Bu çalışmalardan beynin elastik tarihinin iki büyük dönemini tanımladık. İlk dönem yaygın olarak “Kritik Periyot” olarak adlandırılır. Ve bu, beynin başlangıç biçiminde, temel işleme mekanizmasında kurulduğu periyottur. Bu aslında öğrenmenin kendiliğinden olmadığı, beynin mekanizmasının başlangıçtaki farklılaşmasını güdüleyen önemli değişikliklerin periyodudur. Örneğin; ses alanında bu, sese maruz kalmaktır. Ve aslında beyin, içinde büyüdüğü ses çevresinin eline kalmıştır. Yani örneğin; ben anlamsız, sözsüz seslerin olduğu bir çevrede bir hayvan büyütebilirim. Benim oluşturduğum bir ses repertuvarı. Sadece maruz bırakmak suretiyle yaptığım, hayvan ve genç beyni için yapay olarak önemli. Ve gördüğüm, hayvanın beyninin proses etme becerisinin sınırları içinde sesi düzenli bir biçimde temsil etmek için ideal formda bu sesin ilk prosesini kurduğudur. Bu ses, hayvan için değerli olmak zorunda değil. Bu hayvanı, bir çocuğun anadilinin seslerini taklit eden sesler gibi varsayımsal olarak değerli bir şeyin içinde büyütebilirim. Ve aslında beynin özelleşmiş bir işlemci geliştirdiğini görebilirim. Bu karmaşık dizi için, bir sesler repertuvarı için özelleşmiş. Bu aslında çok boyutlu nöronal temsil şartlarında onların temsilinin ayrılığını büyütür.
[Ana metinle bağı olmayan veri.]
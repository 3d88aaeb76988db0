//! GraphQL v4 documents and response decoding.
//!
//! Topics and branch-protection rules only exist (or are only writable) in
//! GraphQL; everything else goes through REST.

use serde::de::DeserializeOwned;
use serde::{Deserialize, Serialize};
use serde_json::{json, Value};

use orgaudit_core::gateway::{BranchProtectionRulePatch, NewBranchProtectionRule, RuleId};
use orgaudit_core::GatewayError;

/// Topics are read in a single page of this size.
pub const TOPICS_PAGE_SIZE: u32 = 50;

pub const REPOSITORY_TOPICS: &str = r#"
query RepositoryTopics($owner: String!, $name: String!, $first: Int!) {
  repository(owner: $owner, name: $name) {
    repositoryTopics(first: $first) {
      pageInfo { hasNextPage }
      nodes { topic { name } }
    }
  }
}"#;

pub const BRANCH_PROTECTION_RULES: &str = r#"
query BranchProtectionRules($owner: String!, $name: String!) {
  repository(owner: $owner, name: $name) {
    branchProtectionRules(first: 100) {
      nodes { id pattern }
    }
  }
}"#;

pub const CREATE_BRANCH_PROTECTION_RULE: &str = r#"
mutation CreateBranchProtectionRule($input: CreateBranchProtectionRuleInput!) {
  createBranchProtectionRule(input: $input) { clientMutationId }
}"#;

pub const UPDATE_BRANCH_PROTECTION_RULE: &str = r#"
mutation UpdateBranchProtectionRule($input: UpdateBranchProtectionRuleInput!) {
  updateBranchProtectionRule(input: $input) { clientMutationId }
}"#;

#[derive(Debug, Serialize)]
pub struct Request<'a> {
    pub query: &'a str,
    pub variables: Value,
}

#[derive(Debug, Deserialize)]
struct ErrorPayload {
    message: String,
    #[serde(rename = "type", default)]
    kind: Option<String>,
}

#[derive(Debug, Deserialize)]
struct Envelope<T> {
    data: Option<T>,
    #[serde(default)]
    errors: Vec<ErrorPayload>,
}

/// Unwrap a GraphQL envelope; `NOT_FOUND` errors become the absence signal.
pub fn decode<T: DeserializeOwned>(body: Value) -> Result<T, GatewayError> {
    let envelope: Envelope<T> = serde_json::from_value(body)?;
    if let Some(first) = envelope.errors.first() {
        let message = envelope
            .errors
            .iter()
            .map(|e| e.message.as_str())
            .collect::<Vec<_>>()
            .join("; ");
        return Err(match first.kind.as_deref() {
            Some("NOT_FOUND") => GatewayError::NotFound(message),
            Some("RATE_LIMITED") => GatewayError::RateLimited {
                retry_after_secs: 60,
            },
            _ => GatewayError::Api {
                status: 200,
                message,
            },
        });
    }
    envelope
        .data
        .ok_or_else(|| GatewayError::Decode("GraphQL response without data".to_string()))
}

#[derive(Debug, Deserialize)]
struct TopicName {
    name: String,
}

#[derive(Debug, Deserialize)]
struct TopicNode {
    topic: TopicName,
}

#[derive(Debug, Deserialize)]
#[serde(rename_all = "camelCase")]
struct PageInfo {
    has_next_page: bool,
}

#[derive(Debug, Deserialize)]
#[serde(rename_all = "camelCase")]
struct TopicConnection {
    page_info: PageInfo,
    nodes: Vec<TopicNode>,
}

#[derive(Debug, Deserialize)]
#[serde(rename_all = "camelCase")]
struct TopicsRepository {
    repository_topics: TopicConnection,
}

#[derive(Debug, Deserialize)]
struct TopicsData {
    repository: Option<TopicsRepository>,
}

pub fn topics_variables(owner: &str, name: &str) -> Value {
    json!({ "owner": owner, "name": name, "first": TOPICS_PAGE_SIZE })
}

/// Topic names of a repository; more than one page is an invariant violation.
pub fn parse_topics(body: Value, full_name: &str) -> Result<Vec<String>, GatewayError> {
    let data: TopicsData = decode(body)?;
    let repository = data
        .repository
        .ok_or_else(|| GatewayError::NotFound(full_name.to_string()))?;
    let connection = repository.repository_topics;
    if connection.page_info.has_next_page {
        return Err(GatewayError::Invariant(format!(
            "{full_name} has more than {TOPICS_PAGE_SIZE} topics"
        )));
    }
    Ok(connection.nodes.into_iter().map(|n| n.topic.name).collect())
}

#[derive(Debug, Deserialize)]
struct RuleNode {
    id: String,
    pattern: String,
}

#[derive(Debug, Deserialize)]
struct RuleConnection {
    nodes: Vec<RuleNode>,
}

#[derive(Debug, Deserialize)]
#[serde(rename_all = "camelCase")]
struct RulesRepository {
    branch_protection_rules: RuleConnection,
}

#[derive(Debug, Deserialize)]
struct RulesData {
    repository: Option<RulesRepository>,
}

pub fn rules_variables(owner: &str, name: &str) -> Value {
    json!({ "owner": owner, "name": name })
}

/// Id of the rule whose pattern is exactly `branch`.
pub fn parse_rule_id(body: Value, branch: &str) -> Result<Option<RuleId>, GatewayError> {
    let data: RulesData = decode(body)?;
    Ok(data.repository.and_then(|repository| {
        repository
            .branch_protection_rules
            .nodes
            .into_iter()
            .find(|rule| rule.pattern == branch)
            .map(|rule| RuleId::new(rule.id))
    }))
}

/// `CreateBranchProtectionRuleInput` with the rule fields flattened in.
pub fn create_rule_input(rule: &NewBranchProtectionRule) -> Result<Value, GatewayError> {
    let mut input = serde_json::to_value(&rule.fields)?;
    if let Value::Object(map) = &mut input {
        map.insert("repositoryId".into(), json!(rule.repository_node_id));
        map.insert("pattern".into(), json!(rule.pattern));
    }
    Ok(json!({ "input": input }))
}

/// `UpdateBranchProtectionRuleInput` carrying only the fields set in `patch`.
pub fn update_rule_input(
    rule_id: &RuleId,
    patch: &BranchProtectionRulePatch,
) -> Result<Value, GatewayError> {
    let mut input = serde_json::to_value(patch)?;
    if let Value::Object(map) = &mut input {
        map.insert("branchProtectionRuleId".into(), json!(rule_id.as_str()));
    }
    Ok(json!({ "input": input }))
}
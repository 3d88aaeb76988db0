use std::sync::Arc;

use async_trait::async_trait;

use crate::fix::FixResult;
use crate::fixers::{unsupported, IssueFixer};
use crate::gateway::{PlatformGateway, RepositorySettingsPatch};
use crate::issue::{IssueKind, RepositoryIssue};
use crate::metadata::RepositoryMetadata;
use crate::Result;

const KINDS: &[IssueKind] = &[
    IssueKind::MergeCommitAllowed,
    IssueKind::SquashMergeDisabled,
    IssueKind::AutoMergeDisabled,
    IssueKind::DeleteBranchOnMergeDisabled,
    IssueKind::WikiEnabled,
];

/// Flips the single offending repository setting.
pub struct SettingsFixer {
    gateway: Arc<dyn PlatformGateway>,
}

impl SettingsFixer {
    pub fn new(gateway: Arc<dyn PlatformGateway>) -> Self {
        Self { gateway }
    }
}

pub fn patch_for(issue: &RepositoryIssue) -> Option<RepositorySettingsPatch> {
    let patch = RepositorySettingsPatch::default();
    Some(match issue {
        RepositoryIssue::MergeCommitAllowed => RepositorySettingsPatch {
            merge_commit_allowed: Some(false),
            ..patch
        },
        RepositoryIssue::SquashMergeDisabled => RepositorySettingsPatch {
            squash_merge_allowed: Some(true),
            ..patch
        },
        RepositoryIssue::AutoMergeDisabled => RepositorySettingsPatch {
            auto_merge_allowed: Some(true),
            ..patch
        },
        RepositoryIssue::DeleteBranchOnMergeDisabled => RepositorySettingsPatch {
            delete_branch_on_merge: Some(true),
            ..patch
        },
        RepositoryIssue::WikiEnabled => RepositorySettingsPatch {
            has_wiki: Some(false),
            ..patch
        },
        _ => return None,
    })
}

#[async_trait]
impl IssueFixer for SettingsFixer {
    fn name(&self) -> &'static str {
        "settings"
    }

    fn supported_kinds(&self) -> &'static [IssueKind] {
        KINDS
    }

    async fn fix(
        &self,
        issue: &RepositoryIssue,
        metadata: &RepositoryMetadata,
    ) -> Result<FixResult> {
        let Some(patch) = patch_for(issue) else {
            return Ok(unsupported(issue));
        };
        self.gateway
            .update_repository_settings(&metadata.repository, &patch)
            .await?;
        Ok(FixResult::fixed())
    }
}

#[cfg(test)]
mod tests {
    use super::*;
    use crate::fakes::{compliant_settings, repository, InMemoryGateway};
    use crate::gateway::RepositorySettings;

    #[tokio::test]
    async fn test_wiki_fix_leaves_other_settings() {
        let gateway = Arc::new(InMemoryGateway::new());
        let repo = repository(1, "ledger");
        gateway.add_repository(repo.clone(), &[]);
        let drifted = RepositorySettings {
            has_wiki: true,
            merge_commit_allowed: true,
            ..compliant_settings()
        };
        gateway.set_settings(&repo, drifted.clone());

        let fixer = SettingsFixer::new(gateway.clone());
        let metadata = RepositoryMetadata::derive(repo.clone(), &[]);
        let result = fixer
            .fix(&RepositoryIssue::WikiEnabled, &metadata)
            .await
            .unwrap();

        assert_eq!(result, FixResult::fixed());
        assert_eq!(
            gateway.settings_of(&repo).unwrap(),
            RepositorySettings {
                has_wiki: false,
                ..drifted
            }
        );
    }

    #[test]
    fn test_every_kind_has_a_patch() {
        let issues = [
            RepositoryIssue::MergeCommitAllowed,
            RepositoryIssue::SquashMergeDisabled,
            RepositoryIssue::AutoMergeDisabled,
            RepositoryIssue::DeleteBranchOnMergeDisabled,
            RepositoryIssue::WikiEnabled,
        ];
        for issue in &issues {
            assert!(KINDS.contains(&issue.kind()));
            assert!(patch_for(issue).is_some());
        }
        assert!(patch_for(&RepositoryIssue::MissedCodeOwners).is_none());
    }
}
Ya da hayvanı tamamen anlamsız ve tahrip edici seslere maruz bırakabilirim. Bir hayvanı, bir bebeği sürekli bir gürültünün varlığıyla, gürültülü bir tavan vantilatörünün altında büyütmeye eşdeğer koşullarda yetiştirebilirim. Ve bunu yaptığımda, aslında beyni bu anlamsız sesin usta bir işlemcisi olmak üzere özelleştiririm. Ve sonuç olarak, bunun herhangi bir anlamlı sesi temsil etme becerisi karşısında hayal kırıklığına uğrarım. Bebekliğin erken dönemlerindeki böyle şeyler gerçek bebeklerde olur. Ve bunlar, örneğin; her normal gelişen bebekte dile özel bir işlemcinin güzel evrimine bir açıklama getirirler. Ve ayrıca ilerleyen yaşlarında, sonuç olarak dil becerilerinde daha sınırlı olan, önemli miktarda bir çocuk nüfusundaki kusurlu prosesin gelişimi için de açıklama getirirler.
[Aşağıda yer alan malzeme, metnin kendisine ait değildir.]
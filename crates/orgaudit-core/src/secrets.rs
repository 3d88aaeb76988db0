//! Scan of GitHub Actions workflows for references to named secrets.
//!
//! Every repository (archived ones included) is scanned; a missing
//! `.github/workflows` directory just means the repository has no workflows.

use std::collections::BTreeMap;
use std::sync::Arc;

use futures::TryStreamExt;
use serde::Serialize;

use crate::gateway::{self, FileKind, OptionalExt, PlatformGateway, Repository};
use crate::Result;

pub const WORKFLOWS_DIR: &str = ".github/workflows";

/// Workflow files of one repository referencing a secret.
#[derive(Debug, Clone, PartialEq, Eq, Serialize)]
pub struct FileReference {
    pub repository_url: String,
    pub files: Vec<String>,
}

#[derive(Debug, Clone, PartialEq, Eq, Serialize)]
pub struct SecretUsage {
    pub secret_name: String,
    pub references: Vec<FileReference>,
}

pub struct SecretUsageScanner {
    gateway: Arc<dyn PlatformGateway>,
    page_size: u32,
}

impl SecretUsageScanner {
    pub fn new(gateway: Arc<dyn PlatformGateway>, page_size: u32) -> Self {
        Self { gateway, page_size }
    }

    /// One entry per requested secret, in request order.
    pub async fn scan(&self, secret_names: &[String]) -> Result<Vec<SecretUsage>> {
        let needles: Vec<String> = secret_names
            .iter()
            .map(|name| format!("secrets.{name}"))
            .collect();
        let mut usage: Vec<SecretUsage> = secret_names
            .iter()
            .map(|name| SecretUsage {
                secret_name: name.clone(),
                references: Vec::new(),
            })
            .collect();

        let pages = gateway::organization_repositories(self.gateway.as_ref(), self.page_size);
        futures::pin_mut!(pages);
        while let Some(page) = pages.try_next().await? {
            for repository in page {
                let hits = self.scan_repository(&repository, &needles).await?;
                for (index, files) in hits {
                    usage[index].references.push(FileReference {
                        repository_url: repository.html_url.clone(),
                        files,
                    });
                }
            }
        }
        Ok(usage)
    }

    /// Files matching each needle, keyed by needle index.
    async fn scan_repository(
        &self,
        repository: &Repository,
        needles: &[String],
    ) -> Result<BTreeMap<usize, Vec<String>>> {
        let mut hits: BTreeMap<usize, Vec<String>> = BTreeMap::new();
        let Some(entries) = self
            .gateway
            .list_all_contents(repository, WORKFLOWS_DIR)
            .await
            .optional()?
        else {
            return Ok(hits);
        };

        for entry in entries.iter().filter(|e| e.kind == FileKind::File) {
            let Some(content) = self
                .gateway
                .raw_file_content(&repository.name, &entry.path)
                .await
                .optional()?
            else {
                continue;
            };
            for (index, needle) in needles.iter().enumerate() {
                if content.contains(needle.as_str()) {
                    hits.entry(index).or_default().push(entry.path.clone());
                }
            }
        }
        tracing::debug!(
            repository = %repository.full_name,
            secrets = hits.len(),
            "workflows scanned"
        );
        Ok(hits)
    }
}

#[cfg(test)]
mod tests {
    use super::*;
    use crate::fakes::{repository, InMemoryGateway};

    #[tokio::test]
    async fn test_scan_groups_files_by_secret_and_repository() {
        let gateway = Arc::new(InMemoryGateway::new());
        let ledger = repository(1, "ledger");
        let site = repository(2, "site");
        let bare = repository(3, "bare");
        for repo in [&ledger, &site, &bare] {
            gateway.add_repository(repo.clone(), &[]);
        }
        gateway.put_file(
            &ledger,
            ".github/workflows/deploy.yml",
            "token: ${{ secrets.NPM_TOKEN }}\nkey: ${{ secrets.AWS_KEY }}",
        );
        gateway.put_file(&ledger, ".github/workflows/ci.yml", "run: cargo test");
        gateway.put_file(
            &site,
            ".github/workflows/publish.yml",
            "${{ secrets.NPM_TOKEN }}",
        );

        let scanner = SecretUsageScanner::new(gateway, 100);
        let usage = scanner
            .scan(&["NPM_TOKEN".to_string(), "SLACK_HOOK".to_string()])
            .await
            .unwrap();

        assert_eq!(usage.len(), 2);
        assert_eq!(usage[0].secret_name, "NPM_TOKEN");
        assert_eq!(
            usage[0].references,
            vec![
                FileReference {
                    repository_url: ledger.html_url.clone(),
                    files: vec![".github/workflows/deploy.yml".to_string()],
                },
                FileReference {
                    repository_url: site.html_url.clone(),
                    files: vec![".github/workflows/publish.yml".to_string()],
                },
            ]
        );
        assert!(usage[1].references.is_empty());
    }
}
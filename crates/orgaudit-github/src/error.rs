//! Error types for orgaudit-github

use orgaudit_core::GatewayError;
use thiserror::Error;

/// Errors raised while setting up the GitHub gateway.
#[derive(Error, Debug)]
pub enum GitHubError {
    /// Missing or invalid configuration
    #[error("configuration error: {0}")]
    Config(String),

    /// HTTP client could not be built
    #[error("HTTP client error: {0}")]
    Client(#[from] reqwest::Error),
}

impl From<GitHubError> for orgaudit_core::AuditError {
    fn from(err: GitHubError) -> Self {
        orgaudit_core::AuditError::Config(err.to_string())
    }
}

/// Map a transport-level reqwest failure onto the gateway taxonomy.
pub(crate) fn transport(err: reqwest::Error) -> GatewayError {
    if err.is_decode() {
        GatewayError::Decode(err.to_string())
    } else {
        GatewayError::Transport(err.to_string())
    }
}

#[cfg(test)]
mod tests {
    use super::*;

    #[test]
    fn test_config_error_becomes_audit_config_error() {
        let err: orgaudit_core::AuditError = GitHubError::Config("token is not set".into()).into();
        assert!(matches!(err, orgaudit_core::AuditError::Config(ref m) if m.contains("token")));
    }
}
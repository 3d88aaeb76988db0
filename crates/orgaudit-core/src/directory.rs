//! Lookup of organization teams by ownership key.

use std::collections::HashMap;

use crate::gateway::{PlatformGateway, Team};
use crate::Result;

/// Known teams, addressable by lowercase name or by slug.
///
/// An ownership topic names a team by its lowercase name; slugs are accepted
/// as a fallback because they coincide with the name for most teams.
#[derive(Debug, Clone, Default)]
pub struct TeamDirectory {
    by_name: HashMap<String, Team>,
    slug_to_name: HashMap<String, String>,
}

impl TeamDirectory {
    pub fn from_teams(teams: impl IntoIterator<Item = Team>) -> Self {
        let mut directory = Self::default();
        for team in teams {
            let key = team.key();
            directory.slug_to_name.insert(team.slug.clone(), key.clone());
            directory.by_name.insert(key, team);
        }
        directory
    }

    pub async fn load(gateway: &dyn PlatformGateway) -> Result<Self> {
        Ok(Self::from_teams(gateway.organization_teams().await?))
    }

    /// Team whose lowercase name (or slug) is `key`.
    pub fn find(&self, key: &str) -> Option<&Team> {
        let key = key.to_lowercase();
        self.by_name.get(&key).or_else(|| {
            self.slug_to_name
                .get(&key)
                .and_then(|name| self.by_name.get(name))
        })
    }

    pub fn contains(&self, key: &str) -> bool {
        self.find(key).is_some()
    }

    pub fn teams(&self) -> impl Iterator<Item = &Team> {
        self.by_name.values()
    }

    pub fn len(&self) -> usize {
        self.by_name.len()
    }

    pub fn is_empty(&self) -> bool {
        self.by_name.is_empty()
    }
}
Şimdi esnekliğin bu erken döneminde, beyin, aslında bir öğrenme bağlamının dışında değişir. Ne duyduğuma dikkat etmek zorunda değilim. Girdi gerçekten anlamlı olmak zorunda değil. Davranışsal bir bağlamda olmak zorunda değilim. Böyle olması gereklidir çünkü beyin prosesini; farklılık göstererek davranabilsin diye, seçici olarak davranabilsin diye, bunu giyen, bunu taşıyan yaratık bunun üzerinde seçici bir biçimde işlem yürütebilsin, diye kurar. Yaşamın bir sonraki büyük döneminde -ki yaşamın çoğunda sürer, beyin, geniş bir beceri ve yetenekler repertuvarına hükmederken, aslında mekanizmasını geliştirir. Ve yaşamın ilk yılının sonlarından ölüme kadar genişleyen bu dönemde aslında bunu davranışsal kontrol altında yapar. Ve bu, beynin beyne gelen girdinin önemini tanımlamak için stratejileri olduğunu söylemenin bir başka biçimidir. Ve belirli bir dikkat kontrolü altında bir beceriden bir diğer beceriye, bir yetenekten bir diğerine odaklanır. Bu, davranıştaki amacın başarılıp başarılmadığının, ya da davranışın bir ödül alıp almadığının fonksiyonudur. Aslında çok güçlüdür. Esneklik için, beyindeki değişiklikler için bu yaşam boyu kapasite güçlü bir şekilde ifade edilir. Bu, bizim bir bireyden diğerine gerçek faklılaşmamızın temelidir. Belirli bir beceriyle meşgul bir hayvanın beynine yukarıdan bakabilir ve çeşitli düzeylerde bu değişikliğe tanık olabilir ya da belgeleyebilirsiniz.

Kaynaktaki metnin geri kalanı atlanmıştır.